* [TRY IT]
Could you please count how many lines in the data below hold the string "replies"? Reply with only the number.

+ + +

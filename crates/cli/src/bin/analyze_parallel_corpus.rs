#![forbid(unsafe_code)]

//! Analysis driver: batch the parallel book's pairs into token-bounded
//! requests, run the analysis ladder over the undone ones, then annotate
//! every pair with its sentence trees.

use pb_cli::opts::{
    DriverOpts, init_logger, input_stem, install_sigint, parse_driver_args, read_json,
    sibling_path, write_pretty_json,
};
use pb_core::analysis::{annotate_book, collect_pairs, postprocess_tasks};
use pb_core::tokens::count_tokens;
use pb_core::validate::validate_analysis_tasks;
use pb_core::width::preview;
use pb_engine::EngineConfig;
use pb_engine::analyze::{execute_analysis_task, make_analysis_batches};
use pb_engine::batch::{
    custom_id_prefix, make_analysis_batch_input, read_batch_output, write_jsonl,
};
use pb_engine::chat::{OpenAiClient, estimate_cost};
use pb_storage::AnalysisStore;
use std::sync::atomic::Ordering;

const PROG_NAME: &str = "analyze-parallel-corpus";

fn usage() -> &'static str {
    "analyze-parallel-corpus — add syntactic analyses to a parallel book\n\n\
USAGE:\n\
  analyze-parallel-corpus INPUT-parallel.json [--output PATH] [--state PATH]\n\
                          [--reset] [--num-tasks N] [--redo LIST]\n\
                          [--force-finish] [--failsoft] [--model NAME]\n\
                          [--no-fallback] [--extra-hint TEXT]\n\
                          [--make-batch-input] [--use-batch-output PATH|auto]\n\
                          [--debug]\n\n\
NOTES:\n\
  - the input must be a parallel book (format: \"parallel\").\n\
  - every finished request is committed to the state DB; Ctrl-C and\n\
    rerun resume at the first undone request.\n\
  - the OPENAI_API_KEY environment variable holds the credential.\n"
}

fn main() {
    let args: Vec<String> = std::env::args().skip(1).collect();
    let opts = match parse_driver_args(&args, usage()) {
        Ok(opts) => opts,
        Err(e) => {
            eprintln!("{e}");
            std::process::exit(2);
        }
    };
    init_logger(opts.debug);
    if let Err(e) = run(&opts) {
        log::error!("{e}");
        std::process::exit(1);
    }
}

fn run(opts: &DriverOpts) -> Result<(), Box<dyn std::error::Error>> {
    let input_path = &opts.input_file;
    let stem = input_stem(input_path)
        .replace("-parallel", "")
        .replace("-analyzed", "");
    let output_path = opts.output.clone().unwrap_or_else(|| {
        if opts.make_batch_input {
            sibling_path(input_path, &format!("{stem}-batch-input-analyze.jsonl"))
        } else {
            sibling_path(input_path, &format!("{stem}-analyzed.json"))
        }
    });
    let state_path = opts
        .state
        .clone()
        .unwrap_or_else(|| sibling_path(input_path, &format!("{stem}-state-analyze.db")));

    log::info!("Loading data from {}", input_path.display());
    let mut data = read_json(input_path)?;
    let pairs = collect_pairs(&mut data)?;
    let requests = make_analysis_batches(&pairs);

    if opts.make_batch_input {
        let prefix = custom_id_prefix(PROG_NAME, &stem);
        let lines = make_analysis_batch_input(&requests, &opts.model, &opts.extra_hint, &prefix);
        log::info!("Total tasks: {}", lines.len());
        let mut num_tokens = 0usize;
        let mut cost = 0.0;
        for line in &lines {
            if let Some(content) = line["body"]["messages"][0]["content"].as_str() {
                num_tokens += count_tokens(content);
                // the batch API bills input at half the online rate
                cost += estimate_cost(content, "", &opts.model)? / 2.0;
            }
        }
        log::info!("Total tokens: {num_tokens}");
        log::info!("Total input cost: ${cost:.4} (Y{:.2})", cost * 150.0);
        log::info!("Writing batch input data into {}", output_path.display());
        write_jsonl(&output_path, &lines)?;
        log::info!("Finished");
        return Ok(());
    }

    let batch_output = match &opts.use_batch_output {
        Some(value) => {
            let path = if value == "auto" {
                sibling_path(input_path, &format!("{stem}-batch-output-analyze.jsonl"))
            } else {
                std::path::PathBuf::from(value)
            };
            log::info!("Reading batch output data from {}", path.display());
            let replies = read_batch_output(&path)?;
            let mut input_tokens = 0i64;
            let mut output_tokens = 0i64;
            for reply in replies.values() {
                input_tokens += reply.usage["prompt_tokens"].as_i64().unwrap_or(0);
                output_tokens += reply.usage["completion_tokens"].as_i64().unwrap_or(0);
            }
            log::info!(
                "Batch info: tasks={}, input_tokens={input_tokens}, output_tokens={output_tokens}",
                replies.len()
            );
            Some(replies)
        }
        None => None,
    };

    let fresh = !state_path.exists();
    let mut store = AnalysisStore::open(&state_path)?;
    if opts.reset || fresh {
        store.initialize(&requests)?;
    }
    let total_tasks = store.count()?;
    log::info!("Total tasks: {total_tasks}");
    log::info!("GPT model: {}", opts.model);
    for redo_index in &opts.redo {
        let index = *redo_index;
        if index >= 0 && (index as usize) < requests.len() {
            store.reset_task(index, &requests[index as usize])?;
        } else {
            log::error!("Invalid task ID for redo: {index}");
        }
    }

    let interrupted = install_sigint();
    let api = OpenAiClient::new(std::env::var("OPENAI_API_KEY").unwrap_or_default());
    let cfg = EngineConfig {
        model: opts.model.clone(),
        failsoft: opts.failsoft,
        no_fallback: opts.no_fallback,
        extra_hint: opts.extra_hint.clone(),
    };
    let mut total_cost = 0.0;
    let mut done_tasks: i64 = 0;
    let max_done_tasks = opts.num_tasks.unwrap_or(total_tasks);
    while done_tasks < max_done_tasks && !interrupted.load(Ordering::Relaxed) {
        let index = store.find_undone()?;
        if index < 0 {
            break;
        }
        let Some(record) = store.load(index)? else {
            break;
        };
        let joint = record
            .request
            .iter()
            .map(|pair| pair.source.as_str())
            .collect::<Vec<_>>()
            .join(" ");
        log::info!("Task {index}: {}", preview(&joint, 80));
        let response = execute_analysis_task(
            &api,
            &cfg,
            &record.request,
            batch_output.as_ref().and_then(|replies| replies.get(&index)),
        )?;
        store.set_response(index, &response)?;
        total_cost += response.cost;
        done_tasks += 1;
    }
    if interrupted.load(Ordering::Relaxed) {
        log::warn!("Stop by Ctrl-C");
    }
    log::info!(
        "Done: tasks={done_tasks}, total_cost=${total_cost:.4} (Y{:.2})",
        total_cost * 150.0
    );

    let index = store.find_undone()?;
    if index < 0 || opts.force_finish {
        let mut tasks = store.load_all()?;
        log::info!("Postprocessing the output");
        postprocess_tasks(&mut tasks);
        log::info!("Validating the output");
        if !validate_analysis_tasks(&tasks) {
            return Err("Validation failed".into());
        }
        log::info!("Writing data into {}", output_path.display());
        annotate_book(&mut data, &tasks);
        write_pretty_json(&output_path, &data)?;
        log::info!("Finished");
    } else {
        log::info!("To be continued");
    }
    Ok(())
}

+ + +

* [OUTPUT BELOW]
5